A. Does not exist. B. is 200 C. is 50. D. is 52.

Answer 1

$$ a_{n+1} = a_{n-1} - \frac{4}{a_n}$$ $$\implies \large 4=a_{n-1}a_n - a_na_{n+1} $$ So we can write by a telescoping series; $$\begin{align} & 4=a_{n-1}a_n - a_na_{n+1} \\ & 4=a_{n-2}a_{n-1} - a_{n-1}a_{n} \\ &4=a_{n-3}a_{n-2} - a_{n-2}a_{n-1} \\ & \ldots \\ & 4=a_1a_2 - a_2a_3 \end{align}$$

By adding the $(n-1)$ sums, we get by cancelling, $$4(n-1)=a_1a_2-a_na_{n+1}$$ $$\implies \large a_na_{n+1} = -4n+204 \tag1$$

Now, observe that the product $a_na_{n+1}$ first becomes zero for $n=51$. But for $n=50$ using $(1)$, $a_{50}a_{51}=4\not=0$. And since such a product can only be $0$ if either of the terms is $0$, so $a_{51} \not=0$; rather $a_{52}=0$.

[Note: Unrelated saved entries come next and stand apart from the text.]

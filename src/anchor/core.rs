use crate::tree::BoxId;

/// Semantic edge, axis-center, dimension, or baseline of a box.
///
/// `Leading`/`Trailing` are writing-direction aware; `Left`/`Right` are not.
#[derive(Debug, Clone, Copy, PartialEq, Eq, Hash)]
pub enum AnchorKind {
    Left,
    Right,
    Leading,
    Trailing,
    Top,
    Bottom,
    Width,
    Height,
    CenterX,
    CenterY,
    FirstBaseline,
    LastBaseline,
}

/// Geometric axis an anchor kind participates in.
#[derive(Debug, Clone, Copy, PartialEq, Eq)]
pub enum Axis {
    Horizontal,
    Vertical,
    Dimension,
}

impl AnchorKind {
    pub fn axis(self) -> Axis {
        match self {
            AnchorKind::Left
            | AnchorKind::Right
            | AnchorKind::Leading
            | AnchorKind::Trailing
            | AnchorKind::CenterX => Axis::Horizontal,
            AnchorKind::Top
            | AnchorKind::Bottom
            | AnchorKind::CenterY
            | AnchorKind::FirstBaseline
            | AnchorKind::LastBaseline => Axis::Vertical,
            AnchorKind::Width | AnchorKind::Height => Axis::Dimension,
        }
    }
}

/// One endpoint of a constraint: a specific anchor kind of a specific box.
#[derive(Debug, Clone, Copy, PartialEq, Eq, Hash)]
pub struct Anchor {
    pub box_id: BoxId,
    pub kind: AnchorKind,
}

impl Anchor {
    pub(crate) const fn new(box_id: BoxId, kind: AnchorKind) -> Self {
        Self { box_id, kind }
    }
}

/// Horizontal-axis anchor. Only combines with other horizontal anchors.
#[derive(Debug, Clone, Copy, PartialEq, Eq)]
pub struct XAnchor(pub(crate) Anchor);

/// Vertical-axis anchor. Only combines with other vertical anchors.
#[derive(Debug, Clone, Copy, PartialEq, Eq)]
pub struct YAnchor(pub(crate) Anchor);

/// Dimension anchor (width or height). Only combines with dimensions.
#[derive(Debug, Clone, Copy, PartialEq, Eq)]
pub struct DimAnchor(pub(crate) Anchor);

impl XAnchor {
    pub fn anchor(self) -> Anchor {
        self.0
    }
}

impl YAnchor {
    pub fn anchor(self) -> Anchor {
        self.0
    }
}

impl DimAnchor {
    pub fn anchor(self) -> Anchor {
        self.0
    }
}

impl From<XAnchor> for Anchor {
    fn from(anchor: XAnchor) -> Self {
        anchor.0
    }
}

impl From<YAnchor> for Anchor {
    fn from(anchor: YAnchor) -> Self {
        anchor.0
    }
}

impl From<DimAnchor> for Anchor {
    fn from(anchor: DimAnchor) -> Self {
        anchor.0
    }
}
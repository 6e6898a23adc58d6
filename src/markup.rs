//! # HTML Markup
//!
//! Renders a [`ListViewModel`] as the list page: a heading, the fetch button,
//! and an ordered list of links. Every link opens in a new browsing context
//! that gets no handle back to the page.

use crate::core::view::{ItemView, ListViewModel};

pub const LINK_TARGET: &str = "_blank";
pub const LINK_REL: &str = "noopener noreferrer";

/// Renders the full page fragment.
pub fn render(vm: &ListViewModel) -> String {
    let mut html = String::from("<div>\n");
    html.push_str(&format!("  <h1>{}</h1>\n", escape(vm.heading)));
    html.push_str(&format!(
        "  <button type=\"button\">{}</button>\n",
        escape(vm.fetch_label)
    ));
    html.push_str("  <ol>\n");
    for item in &vm.items {
        html.push_str(&format!("    {}\n", render_item(item)));
    }
    html.push_str("  </ol>\n</div>\n");
    html
}

/// Renders one `<li>` with its anchor.
pub fn render_item(item: &ItemView) -> String {
    format!(
        "<li data-key=\"{}\"><a href=\"{}\" target=\"{}\" rel=\"{}\">{}</a></li>",
        item.key,
        escape(&item.url),
        LINK_TARGET,
        LINK_REL,
        escape(&item.label)
    )
}

/// Escapes text for use in element content and double-quoted attributes.
fn escape(text: &str) -> String {
    let mut out = String::with_capacity(text.len());
    for c in text.chars() {
        match c {
            '&' => out.push_str("&amp;"),
            '<' => out.push_str("&lt;"),
            '>' => out.push_str("&gt;"),
            '"' => out.push_str("&quot;"),
            '\'' => out.push_str("&#39;"),
            _ => out.push(c),
        }
    }
    out
}
//! Test utilities shared across the crate.
//!
//! This module is only compiled during tests (`#[cfg(test)]`).

use async_trait::async_trait;
use std::sync::Arc;

use crate::core::entry::Entry;
use crate::source::{EntrySource, FetchError};

/// A source that always answers with the same entries.
pub struct StaticSource {
    entries: Vec<Entry>,
}

impl StaticSource {
    pub fn new(entries: Vec<Entry>) -> Self {
        Self { entries }
    }
}

#[async_trait]
impl EntrySource for StaticSource {
    fn name(&self) -> &str {
        "static"
    }

    async fn fetch_entries(&self) -> Result<Vec<Entry>, FetchError> {
        Ok(self.entries.clone())
    }
}

/// A source that always fails with the same error.
pub struct FailingSource {
    error: FetchError,
}

impl FailingSource {
    pub fn new(error: FetchError) -> Self {
        Self { error }
    }
}

#[async_trait]
impl EntrySource for FailingSource {
    fn name(&self) -> &str {
        "failing"
    }

    async fn fetch_entries(&self) -> Result<Vec<Entry>, FetchError> {
        Err(self.error.clone())
    }
}

/// Creates a test App backed by an empty StaticSource.
pub fn test_app() -> crate::core::state::App {
    crate::core::state::App::new(Arc::new(StaticSource::new(Vec::new())))
}

/// Shorthand for the two-entry list used across tests.
pub fn two_entries() -> Vec<Entry> {
    vec![Entry::new("A", "u1"), Entry::new("B", "u2")]
}
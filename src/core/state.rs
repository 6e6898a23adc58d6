//! # Application State
//!
//! Core state for learnlist. Domain data only; presentation state (selection,
//! layout) lives in the `tui` module.
//!
//! ```text
//! App
//! ├── source: Arc<dyn EntrySource>     // where fetches go
//! ├── list: Vec<Entry>                 // the displayed entries
//! ├── phase: ListPhase                 // Empty until the first successful fetch
//! ├── status_message: String           // status line text
//! ├── in_flight: usize                 // fetches spawned but not yet resolved
//! ├── next_request_id: u64             // tags fetches in the log
//! ├── last_fetched_at: Option<..>      // time of the last successful fetch
//! └── last_error: Option<FetchError>   // most recent failure, if any
//! ```
//!
//! State changes only happen through `update(state, action)` in action.rs.

use std::sync::Arc;

use chrono::{DateTime, Local};

use crate::core::entry::Entry;
use crate::source::{EntrySource, FetchError};

/// Whether a fetch has ever succeeded.
///
/// There is no way back to `Empty` and no error phase; a failed fetch leaves
/// the phase and the list as they were.
#[derive(Debug, Clone, Copy, PartialEq, Eq, Default)]
pub enum ListPhase {
    #[default]
    Empty,
    Populated,
}

pub const INITIAL_STATUS: &str = "Press f to fetch";

pub struct App {
    pub source: Arc<dyn EntrySource>,
    pub list: Vec<Entry>,
    pub phase: ListPhase,
    pub status_message: String,
    pub in_flight: usize,
    pub next_request_id: u64,
    pub last_fetched_at: Option<DateTime<Local>>,
    pub last_error: Option<FetchError>,
}

impl App {
    pub fn new(source: Arc<dyn EntrySource>) -> Self {
        Self {
            source,
            list: Vec::new(),
            phase: ListPhase::Empty,
            status_message: String::from(INITIAL_STATUS),
            in_flight: 0,
            next_request_id: 1,
            last_fetched_at: None,
            last_error: None,
        }
    }

    pub fn is_loading(&self) -> bool {
        self.in_flight > 0
    }

    /// Replaces the whole list. Never merges.
    pub(crate) fn replace_list(&mut self, entries: Vec<Entry>) {
        self.list = entries;
        self.phase = ListPhase::Populated;
    }
}

#[cfg(test)]
mod tests {
    use super::*;
    use crate::test_support::{test_app, two_entries};

    #[test]
    fn test_app_new_defaults() {
        let app = test_app();
        assert!(app.list.is_empty());
        assert_eq!(app.phase, ListPhase::Empty);
        assert_eq!(app.status_message, INITIAL_STATUS);
        assert!(!app.is_loading());
        assert!(app.last_error.is_none());
    }

    #[test]
    fn test_replace_list_overwrites_previous_entries() {
        let mut app = test_app();
        app.replace_list(two_entries());
        app.replace_list(vec![Entry::new("C", "u3")]);
        assert_eq!(app.list, vec![Entry::new("C", "u3")]);
        assert_eq!(app.phase, ListPhase::Populated);
    }

    #[test]
    fn test_replace_with_empty_list_is_still_populated() {
        let mut app = test_app();
        app.replace_list(Vec::new());
        assert!(app.list.is_empty());
        assert_eq!(app.phase, ListPhase::Populated);
    }
}
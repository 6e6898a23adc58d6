//! # TUI Components
//!
//! ### Stateless Components (Props-Based Rendering)
//!
//! - `TitleBar`: heading and status line
//! - `FetchButton`: the trigger control
//!
//! ### Stateful Components (Event-Driven)
//!
//! - `EntryList`: the ordered list of links, with selection kept in
//!   `EntryListState`
//!
//! Components receive external data as props, never by reaching into `App`:
//!
//! ```rust,ignore
//! // Good: dependencies are explicit
//! TitleBar::new(vm.heading.to_string(), vm.status.clone(), false).render(frame, area);
//!
//! // Bad: hidden dependency on global state
//! title_bar.render(frame, area); // reads from App
//! ```

pub mod entry_list;
pub mod fetch_button;
mod title_bar;

pub use entry_list::{EntryList, EntryListEvent, EntryListState};
pub use fetch_button::{BUTTON_HEIGHT, FetchButton};
pub use title_bar::TitleBar;
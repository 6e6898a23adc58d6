pub mod http;
pub mod provider;

pub use http::HttpSource;
pub use provider::{EntrySource, FetchError};
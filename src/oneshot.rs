//! # One-Shot Rendering
//!
//! Runs a single fetch cycle through `core::update` and returns the rendered
//! page. Backs the `--html` flag; a failed fetch yields no markup.

use log::{info, warn};
use std::sync::Arc;

use crate::core::action::{Action, Effect, update};
use crate::core::state::App;
use crate::core::view::view;
use crate::markup;
use crate::source::{EntrySource, FetchError};

/// Fetches once from `source` and renders the resulting list.
pub async fn render_once(source: Arc<dyn EntrySource>) -> Result<String, FetchError> {
    let mut app = App::new(source);

    if let Effect::SpawnFetch { request_id } = update(&mut app, Action::FetchRequested) {
        info!("One-shot fetch #{} via {}", request_id, app.source.name());
        let result = app.source.fetch_entries().await;
        let failure = result.as_ref().err().cloned();
        update(&mut app, Action::FetchCompleted { request_id, result });

        if let Some(e) = failure {
            warn!("One-shot fetch #{} failed: {}", request_id, e);
            return Err(e);
        }
    }

    Ok(markup::render(&view(&app)))
}
use serde::{Deserialize, Serialize};

/// One learnable item: a visible label and the URL it links to.
///
/// Matches the JSON objects served by the list endpoint. Unknown fields are
/// ignored and neither field is validated.
#[derive(Serialize, Deserialize, Debug, Clone, PartialEq, Eq)]
pub struct Entry {
    pub label: String,
    pub url: String,
}

impl Entry {
    pub fn new(label: impl Into<String>, url: impl Into<String>) -> Self {
        Self {
            label: label.into(),
            url: url.into(),
        }
    }
}
use ratatui::layout::Rect;
use ratatui::Frame;

/// A reusable UI component.
///
/// Components receive data via props (struct fields), may borrow persistent
/// state, and render to a `Frame` within a given `Rect`.
///
/// `render` takes `&mut self` so stateful components can update their
/// presentation state (selection offsets) during the render pass, in line
/// with Ratatui's `StatefulWidget` pattern.
pub trait Component {
    /// Render the component into the given area.
    fn render(&mut self, frame: &mut Frame, area: Rect);
}

/// A component that handles terminal events.
pub trait EventHandler {
    /// The type of high-level event this component emits.
    type Event;

    /// Handle a low-level `TuiEvent` and optionally return a high-level event.
    fn handle_event(&mut self, event: &super::event::TuiEvent) -> Option<Self::Event>;
}
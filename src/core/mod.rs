//! # Core Application Logic
//!
//! This module contains learnlist's list logic.
//! It knows nothing about any specific UI technology.
//!
//! ```text
//!                    ┌─────────────────────────┐
//!                    │         CORE            │
//!                    │  (this module)          │
//!                    │                         │
//!                    │  • Entry (data)         │
//!                    │  • State (app data)     │
//!                    │  • Action (events)      │
//!                    │  • update() (reducer)   │
//!                    │  • view() (view model)  │
//!                    │                         │
//!                    │  No I/O. No UI. Pure.   │
//!                    └───────────┬─────────────┘
//!                                │
//!                  ┌─────────────┴─────────────┐
//!                  ▼                           ▼
//!           ┌────────────┐              ┌────────────┐
//!           │    TUI     │              │   markup   │
//!           │  Adapter   │              │   (HTML)   │
//!           │ (ratatui)  │              │            │
//!           └────────────┘              └────────────┘
//! ```
//!
//! ## Modules
//!
//! - [`entry`]: The `Entry` struct, one `{label, url}` pair
//! - [`state`]: The `App` struct, all application state in one place
//! - [`action`]: The `Action` enum and `update()`
//! - [`view`]: `view()`, the pure projection renderers consume
//! - [`config`]: Layered configuration

pub mod action;
pub mod config;
pub mod entry;
pub mod state;
pub mod view;

pub use action::{Action, Effect, update};
pub use entry::Entry;
pub use state::{App, ListPhase};
pub use view::{ItemView, ListViewModel, view};
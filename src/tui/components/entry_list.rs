//! # Entry List Component
//!
//! The ordered list of links. Each row shows its 1-based position, the label,
//! and the target URL dimmed after it.
//!
//! Follows the persistent state + transient wrapper pattern:
//! - `EntryListState` lives in `TuiState`
//! - `EntryList` is created each frame with borrowed state and the items

use ratatui::Frame;
use ratatui::layout::{Alignment, Rect};
use ratatui::style::{Color, Modifier, Style};
use ratatui::text::{Line, Span};
use ratatui::widgets::{Block, Borders, List, ListItem, ListState, Padding, Paragraph};
use unicode_width::UnicodeWidthStr;

use crate::core::state::ListPhase;
use crate::core::view::ItemView;
use crate::tui::component::{Component, EventHandler};
use crate::tui::event::TuiEvent;

/// Persistent selection state for the entry list.
#[derive(Default)]
pub struct EntryListState {
    pub list_state: ListState,
    len: usize,
}

impl EntryListState {
    pub fn new() -> Self {
        Self::default()
    }

    /// Called whenever the list is replaced. Positions from the old list mean
    /// nothing for the new one, so selection restarts at the top.
    pub fn reset(&mut self, len: usize) {
        self.len = len;
        self.list_state = ListState::default();
        if len > 0 {
            self.list_state.select(Some(0));
        }
    }

    pub fn selected(&self) -> Option<usize> {
        self.list_state.selected()
    }

    fn select(&mut self, index: usize) {
        if self.len > 0 {
            self.list_state.select(Some(index.min(self.len - 1)));
        }
    }
}

/// Events emitted by the entry list.
#[derive(Debug, Clone, PartialEq, Eq)]
pub enum EntryListEvent {
    /// Follow the link at this position.
    Open(usize),
}

impl EventHandler for EntryListState {
    type Event = EntryListEvent;

    fn handle_event(&mut self, event: &TuiEvent) -> Option<EntryListEvent> {
        match event {
            TuiEvent::CursorUp => {
                let idx = self.selected().map(|i| i.saturating_sub(1)).unwrap_or(0);
                self.select(idx);
                None
            }
            TuiEvent::CursorDown => {
                let idx = self.selected().map(|i| i + 1).unwrap_or(0);
                self.select(idx);
                None
            }
            TuiEvent::CursorHome => {
                self.select(0);
                None
            }
            TuiEvent::CursorEnd => {
                self.select(self.len.saturating_sub(1));
                None
            }
            TuiEvent::Open => self.selected().map(EntryListEvent::Open),
            _ => None,
        }
    }
}

/// Transient render wrapper for the entry list.
pub struct EntryList<'a> {
    state: &'a mut EntryListState,
    items: &'a [ItemView],
    phase: ListPhase,
}

impl<'a> EntryList<'a> {
    pub fn new(state: &'a mut EntryListState, items: &'a [ItemView], phase: ListPhase) -> Self {
        Self {
            state,
            items,
            phase,
        }
    }
}

impl Component for EntryList<'_> {
    fn render(&mut self, frame: &mut Frame, area: Rect) {
        let block = Block::default()
            .borders(Borders::TOP)
            .border_style(Style::default().fg(Color::DarkGray))
            .padding(Padding::horizontal(1));

        if self.items.is_empty() {
            let hint = match self.phase {
                ListPhase::Empty => "Nothing fetched yet. Press f to fetch the list.",
                ListPhase::Populated => "The endpoint returned an empty list.",
            };
            let empty = Paragraph::new(hint)
                .style(Style::default().fg(Color::DarkGray))
                .alignment(Alignment::Center)
                .block(block);
            frame.render_widget(empty, area);
            return;
        }

        let number_width = self.items.len().to_string().len();
        let inner_width = area.width.saturating_sub(2) as usize; // padding
        let rows: Vec<ListItem> = self
            .items
            .iter()
            .map(|item| {
                let number = format!("{:>width$}. ", item.number(), width = number_width);
                let label_width = inner_width.saturating_sub(number.len());
                let label = truncate_str(&item.label, label_width);
                let url_width = label_width.saturating_sub(label.width() + 2);
                let mut spans = vec![
                    Span::styled(number, Style::default().fg(Color::DarkGray)),
                    Span::styled(
                        label,
                        Style::default()
                            .fg(Color::Cyan)
                            .add_modifier(Modifier::UNDERLINED),
                    ),
                ];
                if url_width > 0 {
                    spans.push(Span::raw("  "));
                    spans.push(Span::styled(
                        truncate_str(&item.url, url_width),
                        Style::default().fg(Color::DarkGray),
                    ));
                }
                ListItem::new(Line::from(spans))
            })
            .collect();

        let list = List::new(rows)
            .block(block)
            .highlight_style(Style::default().add_modifier(Modifier::REVERSED));

        frame.render_stateful_widget(list, area, &mut self.state.list_state);
    }
}

/// Truncate a string to fit within `max_width` cells, adding "..." if needed.
fn truncate_str(s: &str, max_width: usize) -> String {
    if s.width() <= max_width {
        return s.to_string();
    }
    if max_width <= 3 {
        return ".".repeat(max_width);
    }
    let mut out = String::new();
    let mut used = 0;
    for c in s.chars() {
        let w = unicode_width::UnicodeWidthChar::width(c).unwrap_or(0);
        if used + w > max_width - 3 {
            break;
        }
        out.push(c);
        used += w;
    }
    out.push_str("...");
    out
}

#[cfg(test)]
mod tests {
    use super::*;
    use ratatui::Terminal;
    use ratatui::backend::TestBackend;

    fn items(labels: &[(&str, &str)]) -> Vec<ItemView> {
        labels
            .iter()
            .enumerate()
            .map(|(key, (label, url))| ItemView {
                key,
                label: label.to_string(),
                url: url.to_string(),
            })
            .collect()
    }

    fn render_rows(
        state: &mut EntryListState,
        items: &[ItemView],
        phase: ListPhase,
    ) -> Vec<String> {
        let backend = TestBackend::new(60, 6);
        let mut terminal = Terminal::new(backend).unwrap();
        terminal
            .draw(|f| EntryList::new(state, items, phase).render(f, f.area()))
            .unwrap();
        let buffer = terminal.backend().buffer();
        (0..buffer.area.height)
            .map(|y| {
                (0..buffer.area.width)
                    .map(|x| buffer[(x, y)].symbol().to_string())
                    .collect::<String>()
            })
            .collect()
    }

    #[test]
    fn test_reset_selects_first_row() {
        let mut state = EntryListState::new();
        state.reset(3);
        assert_eq!(state.selected(), Some(0));
        state.handle_event(&TuiEvent::CursorEnd);
        assert_eq!(state.selected(), Some(2));
        state.reset(0);
        assert_eq!(state.selected(), None);
    }

    #[test]
    fn test_cursor_moves_are_clamped() {
        let mut state = EntryListState::new();
        state.reset(2);
        state.handle_event(&TuiEvent::CursorUp);
        assert_eq!(state.selected(), Some(0));
        state.handle_event(&TuiEvent::CursorDown);
        state.handle_event(&TuiEvent::CursorDown);
        assert_eq!(state.selected(), Some(1));
        state.handle_event(&TuiEvent::CursorHome);
        assert_eq!(state.selected(), Some(0));
        state.handle_event(&TuiEvent::CursorEnd);
        assert_eq!(state.selected(), Some(1));
    }

    #[test]
    fn test_open_emits_selected_position() {
        let mut state = EntryListState::new();
        state.reset(2);
        state.handle_event(&TuiEvent::CursorDown);
        assert_eq!(
            state.handle_event(&TuiEvent::Open),
            Some(EntryListEvent::Open(1))
        );
    }

    #[test]
    fn test_open_on_empty_list_emits_nothing() {
        let mut state = EntryListState::new();
        assert_eq!(state.handle_event(&TuiEvent::Open), None);
        state.handle_event(&TuiEvent::CursorDown);
        assert_eq!(state.selected(), None);
    }

    #[test]
    fn test_render_rows_in_order_with_numbers() {
        let items = items(&[("A", "u1"), ("B", "u2")]);
        let mut state = EntryListState::new();
        state.reset(items.len());
        let rows = render_rows(&mut state, &items, ListPhase::Populated);

        // Row 0 is the top border
        assert!(rows[1].contains("1. A  u1"));
        assert!(rows[2].contains("2. B  u2"));
    }

    #[test]
    fn test_render_empty_hint_before_first_fetch() {
        let mut state = EntryListState::new();
        let rows = render_rows(&mut state, &[], ListPhase::Empty);
        assert!(rows.iter().any(|r| r.contains("Press f to fetch")));
    }

    #[test]
    fn test_render_empty_hint_after_empty_response() {
        let mut state = EntryListState::new();
        let rows = render_rows(&mut state, &[], ListPhase::Populated);
        assert!(rows.iter().any(|r| r.contains("empty list")));
    }

    #[test]
    fn test_truncate_str() {
        assert_eq!(truncate_str("short", 10), "short");
        assert_eq!(truncate_str("a long label", 8), "a lon...");
        assert_eq!(truncate_str("abcdef", 2), "..");
    }
}
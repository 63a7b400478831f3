// src/main.rs

use anyhow::Context;
use parabuild::{cli, logging, run};
use tracing::warn;

#[tokio::main]
async fn main() {
    if let Err(err) = run_main().await {
        eprintln!("parabuild error: {err:?}");
        std::process::exit(1);
    }
}

async fn run_main() -> anyhow::Result<()> {
    let args = cli::parse();
    logging::init_logging(args.log_level)?;

    // The build blocks on pool batches, so it gets a thread of its own.
    let build = tokio::task::spawn_blocking(move || run(args));

    tokio::select! {
        joined = build => joined.context("build thread panicked")?,
        signal = tokio::signal::ctrl_c() => {
            signal.context("listening for Ctrl+C")?;
            warn!("interrupted; abandoning running tasks");
            std::process::exit(130);
        }
    }
}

But then using $(1)$, $a_{52}a_{53}=-4\not=0 \Rightarrow a_{52}\not=0$ , neither of them, that is.

So this is a contradiction.

Hence the smallest $k$ for which $a_k=0$ does not exist i.e no such $k$ exists for $k \in \mathbb{I^+}$.